Where is the ruling class? Where are the Agnellis and their Lamborghinis? Many travelers come to Italy looking for a lost sense of glamour that probably never existed and which they gleaned from Fellini films of the 60s which they'd seen as impressionable teenagers. Where are the decadent Italian aristocrats out of central casting at Cine Citta? Perhaps you’ll find the insouciant aristocrat, the model for the role Gabriele Ferzetti played in L’Avventura, coming from a tryst at a fashionable Roman hotel or better yet one of the Aeolian Islands off Sicily where Lea Masari disappeared in that movie. During one UN General Assembly Berlusconi skipped off to Messegue di Melezzole Toscolano, a health spa in the Umbrian town of Terni.

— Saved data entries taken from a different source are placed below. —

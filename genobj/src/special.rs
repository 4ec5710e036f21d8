use std::fmt;

use crate::{Receiver, Value};

/// The canonical False Sentinel as a [`Value`].
pub const FALSE: Value = Value::False;

/// The False Sentinel as its own receiver type.
///
/// Stateless and immutable: every copy is the same value. Any message sent
/// to it answers [`FALSE`], so a chain such as `a.b.c.d` degrades to the
/// sentinel at the first missing link instead of failing there.
#[derive(Debug, Clone, Copy, Default, PartialEq, Eq, Hash)]
pub struct False;

impl False {
    #[inline]
    pub const fn value(self) -> Value {
        FALSE
    }
}

impl Receiver for False {
    #[inline]
    fn send(&self, selector: &str, _args: &[Value]) -> Value {
        log::trace!("`{selector}` sent to the false sentinel");
        FALSE
    }
}

impl From<False> for bool {
    fn from(_: False) -> Self {
        false
    }
}

impl fmt::Display for False {
    fn fmt(&self, _f: &mut fmt::Formatter<'_>) -> fmt::Result {
        Ok(())
    }
}

impl PartialEq<Value> for False {
    fn eq(&self, other: &Value) -> bool {
        other.is_sentinel()
    }
}

impl PartialEq<False> for Value {
    fn eq(&self, _other: &False) -> bool {
        self.is_sentinel()
    }
}
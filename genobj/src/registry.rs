use std::sync::{Arc, OnceLock};

use ahash::{AHashMap, AHashSet};
use parking_lot::RwLock;

use crate::{Accessor, Class, InternedId, InternedStrings};

pub type ClassId = InternedId;

static GLOBAL_REGISTRY: OnceLock<Arc<Registry>> = OnceLock::new();

/// Whether a cached accessor consults the allow-list again.
#[derive(Debug, Clone, Copy, Default, PartialEq, Eq)]
pub enum CachePolicy {
    /// Once synthesized, an accessor is final. Keys declared afterwards do
    /// not affect selectors that were already used.
    #[default]
    Permanent,
    /// Cached accessors skip classification but still check the class
    /// allow-list on every call.
    Revalidate,
}

#[derive(Debug, Clone)]
pub struct RegistryCreateInfo {
    pub cache_policy: CachePolicy,
    pub initial_capacity: usize,
}

/// Process-lifetime class state: names, parents, allow-lists and the
/// synthesized accessor cache.
///
/// Starts empty. Nothing is ever removed; all mutation goes through
/// [`Registry::define_class`], [`Registry::declare_allowed`] and accessor
/// installation.
pub struct Registry {
    info: RegistryCreateInfo,
    classes: InternedStrings,
    names: InternedStrings,
    parents: RwLock<AHashMap<ClassId, ClassId>>,
    allowed: RwLock<AHashMap<ClassId, AHashSet<Arc<str>>>>,
    accessors: RwLock<AHashMap<ClassId, AHashMap<Arc<str>, Accessor>>>,
}

impl Default for RegistryCreateInfo {
    fn default() -> Self {
        Self {
            cache_policy: CachePolicy::Permanent,
            initial_capacity: 16,
        }
    }
}

impl Registry {
    pub fn new(info: RegistryCreateInfo) -> Arc<Self> {
        let capacity = info.initial_capacity;
        Arc::new(Self {
            info,
            classes: InternedStrings::with_capacity(capacity),
            names: InternedStrings::with_capacity(capacity),
            parents: RwLock::new(AHashMap::with_capacity(capacity)),
            allowed: RwLock::new(AHashMap::with_capacity(capacity)),
            accessors: RwLock::new(AHashMap::with_capacity(capacity)),
        })
    }

    /// The registry shared by [`Class::new`]. Created empty on first use
    /// and never torn down.
    pub fn global() -> Arc<Self> {
        GLOBAL_REGISTRY
            .get_or_init(|| Registry::new(RegistryCreateInfo::default()))
            .clone()
    }

    #[inline]
    pub fn cache_policy(&self) -> CachePolicy {
        self.info.cache_policy
    }

    /// Define (or look up) the class called `name`. Classes are identified
    /// by name, so defining the same name twice yields the same class.
    pub fn define_class(self: &Arc<Self>, name: &str) -> Class {
        let interned = self.classes.add(name);
        Class::from_parts(
            interned.id(),
            interned.value().clone(),
            self.clone(),
        )
    }

    /// Define `name` as a subclass of `parent`. Redefining an existing
    /// class replaces its parent.
    pub fn define_subclass(
        self: &Arc<Self>,
        name: &str,
        parent: &Class,
    ) -> Class {
        let class = self.define_class(name);
        if class.id() != parent.id() {
            let previous =
                self.parents.write().insert(class.id(), parent.id());
            if previous.is_some_and(|p| p != parent.id()) {
                log::debug!("class `{name}` reparented to `{}`", parent.name());
            }
        }
        class
    }

    pub fn class_by_id(self: &Arc<Self>, id: ClassId) -> Option<Class> {
        let name = self.classes.get(id)?;
        Some(Class::from_parts(id, name, self.clone()))
    }

    pub fn parent_of(&self, class: ClassId) -> Option<ClassId> {
        self.parents.read().get(&class).copied()
    }

    /// Add `keys` to the allow-list of `class`. Additive; an empty key list
    /// leaves the class untouched (an undeclared class stays open).
    pub fn declare_allowed<I, S>(&self, class: ClassId, keys: I) -> bool
    where
        I: IntoIterator<Item = S>,
        S: AsRef<str>,
    {
        let keys: Vec<Arc<str>> = keys
            .into_iter()
            .map(|key| self.names.add(key.as_ref()).value().clone())
            .collect();
        if keys.is_empty() {
            return true;
        }

        let mut allowed = self.allowed.write();
        let entry = allowed.entry(class).or_default();
        entry.extend(keys);
        log::debug!(
            "class `{}` now allows {} keys",
            self.classes.get(class).as_deref().unwrap_or("?"),
            entry.len()
        );
        true
    }

    /// Open by default: a class without a declaration allows every key.
    pub fn is_key_allowed(&self, class: ClassId, key: &str) -> bool {
        match self.allowed.read().get(&class) {
            Some(keys) => keys.contains(key),
            None => true,
        }
    }

    /// The declared keys of `class`, or `None` when it is open.
    pub fn allowed_keys(&self, class: ClassId) -> Option<Vec<Arc<str>>> {
        let allowed = self.allowed.read();
        let mut keys: Vec<Arc<str>> =
            allowed.get(&class)?.iter().cloned().collect();
        keys.sort_unstable();
        Some(keys)
    }

    pub fn cached_accessor(
        &self,
        class: ClassId,
        selector: &str,
    ) -> Option<Accessor> {
        self.accessors.read().get(&class)?.get(selector).cloned()
    }

    /// Install `accessor` for `selector` unless another thread got there
    /// first, and return whichever accessor is now cached.
    pub fn install_accessor(
        &self,
        class: ClassId,
        selector: &str,
        accessor: Accessor,
    ) -> Accessor {
        let selector = self.names.add(selector).value().clone();
        let mut accessors = self.accessors.write();
        accessors
            .entry(class)
            .or_default()
            .entry(selector)
            .or_insert(accessor)
            .clone()
    }

    pub fn accessor_count(&self, class: ClassId) -> usize {
        self.accessors.read().get(&class).map_or(0, |cache| cache.len())
    }

    pub fn cached_selectors(&self, class: ClassId) -> Vec<Arc<str>> {
        let accessors = self.accessors.read();
        let mut selectors: Vec<Arc<str>> = accessors
            .get(&class)
            .map(|cache| cache.keys().cloned().collect())
            .unwrap_or_default();
        selectors.sort_unstable();
        selectors
    }

    /// Intern a key name so accessors share one allocation per key.
    pub fn intern(&self, name: &str) -> Arc<str> {
        self.names.add(name).value().clone()
    }
}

Marcello Mastroianni famously haunted the Via Veneto in La Dolce Vita. Movies La Grande Belezza still paint a picture of an extravagant lifestyle.The gesturing and devil-may-care quality evinced by Italians who at least don’t seem to give a hoot about anything which gets in the way of their pleasures gives the delusory impression of a tsunami of leisure time aspiration--belied by the reality of daily routine.The disenchantment of modern life with its intrinsic discountenancing of magic has affected Italy like everywhere else. "Hypocrite lecteur mon semblable mon frere"—that’s who you're likely to see coming at you on the Via del Corso, the street filled with fashionable shops and boutiques.